## Probability to get a specific triangle

 Quote by kai_sikorski It's the problem I pointed out to you before. In my diagram when B goes past π/2, you're changing the 'good' region from (π,π + B) to (2π-B,2π) but that's not right. Even when B goes past π/2, the 'good' region is still (π,π + B).
Oh I see it now. When the angle goes past pi/2 I can NOT just flip my orientation and consider the complementary acute angle. The acute region is always the angle in the positive direction ranging from zero to pi between the first and second points. So now I can take the average of a random angle between 0 and pi to get pi/2 as the average acute region, leaving 3pi/2 as the obtuse region.

Fun problem.
 Thank you Kai. I got it backwards. The probability of an obtuse angle is 0.75, acute is 0.25. I did find an easier way. There is an obtuse angle iff the arc length between any two points is greater than one half of the circumference. So the problem is equivalent to picking two points from the interval [0,1], thus subdividing the interval into 3 sub-intervals, and finding the probability that any sub-interval has length >1/2. The result is as Kai found.

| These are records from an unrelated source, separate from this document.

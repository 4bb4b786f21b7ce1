//! Access token discovery
//!
//! Sources are tried in order:
//!
//! 1. `storage.credentials_file`: `key = value` lines, `gs_access_token` is
//!    the bearer token. `[section]` headers and `#`/`;` comments are ignored,
//!    so boto-style files work unchanged.
//! 2. The environment variable named by `storage.access_token_env`.
//! 3. Anonymous access, only when `storage.anonymous` is set.
//!
//! A configured credentials file that cannot be read is an error, never a
//! silent fall-through to the next source.

use std::path::{Path, PathBuf};

use bucketsync_core::config::StorageConfig;
use bucketsync_core::domain::SyncError;
use tracing::{debug, warn};

/// Key holding the bearer token in a credentials file
pub const TOKEN_KEY: &str = "gs_access_token";

/// How requests are authenticated
#[derive(Clone, PartialEq, Eq)]
pub enum Credentials {
    /// OAuth2 bearer token
    AccessToken(String),
    /// No Authorization header (public buckets only)
    Anonymous,
}

impl std::fmt::Debug for Credentials {
    fn fmt(&self, f: &mut std::fmt::Formatter<'_>) -> std::fmt::Result {
        match self {
            Credentials::AccessToken(_) => f.write_str("AccessToken(<redacted>)"),
            Credentials::Anonymous => f.write_str("Anonymous"),
        }
    }
}

impl Credentials {
    /// Resolves credentials from the `storage` config section
    pub fn from_config(storage: &StorageConfig) -> Result<Self, SyncError> {
        Self::resolve(storage, |name| std::env::var(name).ok())
    }

    /// Like [`Credentials::from_config`] with an injectable environment
    pub fn resolve(
        storage: &StorageConfig,
        env: impl Fn(&str) -> Option<String>,
    ) -> Result<Self, SyncError> {
        if let Some(file) = &storage.credentials_file {
            let path = expand_home(file);
            debug!(path = %path.display(), "reading credentials file");
            let content =
                std::fs::read_to_string(&path).map_err(|e| SyncError::local_io(&path, e))?;
            return match parse_token(&content) {
                Some(token) => Ok(Credentials::AccessToken(token)),
                None => Err(SyncError::Configuration(format!(
                    "{} has no {TOKEN_KEY} entry",
                    path.display()
                ))),
            };
        }

        if let Some(token) = env(&storage.access_token_env).filter(|t| !t.trim().is_empty()) {
            debug!(var = %storage.access_token_env, "using access token from environment");
            return Ok(Credentials::AccessToken(token.trim().to_string()));
        }

        if storage.anonymous {
            warn!("No credentials found, sending unauthenticated requests");
            return Ok(Credentials::Anonymous);
        }

        Err(SyncError::Configuration(format!(
            "no credentials: set ${} or storage.credentials_file, or enable storage.anonymous",
            storage.access_token_env
        )))
    }

    /// The bearer token, if any
    pub fn token(&self) -> Option<&str> {
        match self {
            Credentials::AccessToken(token) => Some(token),
            Credentials::Anonymous => None,
        }
    }
}

fn parse_token(content: &str) -> Option<String> {
    content
        .lines()
        .map(str::trim)
        .filter(|line| !line.is_empty() && !line.starts_with(['#', ';', '[']))
        .filter_map(|line| line.split_once('='))
        .find(|(key, _)| key.trim() == TOKEN_KEY)
        .map(|(_, value)| value.trim().to_string())
        .filter(|token| !token.is_empty())
}

fn expand_home(path: &Path) -> PathBuf {
    match (path.strip_prefix("~"), dirs::home_dir()) {
        (Ok(rest), Some(home)) => home.join(rest),
        _ => path.to_path_buf(),
    }
}
// src/ticker_fetcher.rs

use std::collections::HashMap;
use tracing::{info, warn};

use crate::error::FetchError;
use crate::history_request::HistoryRequest;
use crate::market_data::{MarketDataProvider, PriceSeries, TickerData};
use crate::session::RequestThrottle;

/// Result of fetching one ticker.
#[derive(Debug)]
pub enum TickerOutcome {
    Fetched(TickerData),
    Failed { symbol: String, reason: FetchError },
}

impl TickerOutcome {
    pub fn symbol(&self) -> &str {
        match self {
            TickerOutcome::Fetched(data) => &data.symbol,
            TickerOutcome::Failed { symbol, .. } => symbol,
        }
    }

    pub fn is_fetched(&self) -> bool {
        matches!(self, TickerOutcome::Fetched(_))
    }
}

/// Walks the request list one ticker at a time, pausing after each.
pub struct TickerFetcher<'a, P: MarketDataProvider + ?Sized> {
    provider: &'a P,
    throttle: RequestThrottle,
}

impl<'a, P: MarketDataProvider + ?Sized> TickerFetcher<'a, P> {
    pub fn new(provider: &'a P, throttle: RequestThrottle) -> Self {
        TickerFetcher { provider, throttle }
    }

    pub async fn fetch_all(&self, requests: &[HistoryRequest]) -> Vec<TickerOutcome> {
        let total = requests.len();
        let mut outcomes = Vec::with_capacity(total);

        for (i, request) in requests.iter().enumerate() {
            info!("[{}/{}] Fetching {}", i + 1, total, request.symbol);

            let outcome = match self.provider.fetch(request).await {
                Ok(data) => TickerOutcome::Fetched(data),
                Err(reason) => {
                    warn!("Skipping {}: {}", request.symbol, reason);
                    TickerOutcome::Failed {
                        symbol: request.symbol.clone(),
                        reason,
                    }
                }
            };
            outcomes.push(outcome);

            self.throttle.pause().await;
        }

        outcomes
    }
}

/// Per-run state collected from the fetch loop.
#[derive(Debug, Default)]
pub struct FetchAccumulator {
    /// In fetch order.
    pub prices: Vec<PriceSeries>,
    pub sectors: HashMap<String, Option<String>>,
    pub failures: Vec<(String, FetchError)>,
}

impl FetchAccumulator {
    pub fn from_outcomes(outcomes: Vec<TickerOutcome>) -> Self {
        let mut accumulator = FetchAccumulator::default();
        for outcome in outcomes {
            match outcome {
                TickerOutcome::Fetched(data) => accumulator.record(data),
                TickerOutcome::Failed { symbol, reason } => accumulator.failures.push((symbol, reason)),
            }
        }
        accumulator
    }

    /// A repeated symbol overwrites the earlier data but keeps its column slot.
    fn record(&mut self, data: TickerData) {
        self.sectors.insert(data.symbol.clone(), data.sector);
        match self.prices.iter_mut().find(|series| series.symbol == data.symbol) {
            Some(existing) => *existing = data.prices,
            None => self.prices.push(data.prices),
        }
    }

    pub fn fetched_count(&self) -> usize {
        self.prices.len()
    }

    pub fn failed_count(&self) -> usize {
        self.failures.len()
    }
}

 Hi guys. Thanks very much for the thoughts! A variety of ideas is already presented here, so I don't have much to add besides this little experiment when I simulated 1,000,000 events (circle was simplified to 1,296,000 points) and evaluated the largest angle of every triangle: The largest angle is a decisive factor for knowing the type of a triangle. I found it interesting, because this interval of 90-180 degrees (meaning an obtuse triangle) is three times as big as interval of 60-90 degrees (meaning an acute triangle) while the ratio of P(obtuse) and P(acute) is also exactly three. So I wanted to see how the likelihood of those angles is distributed.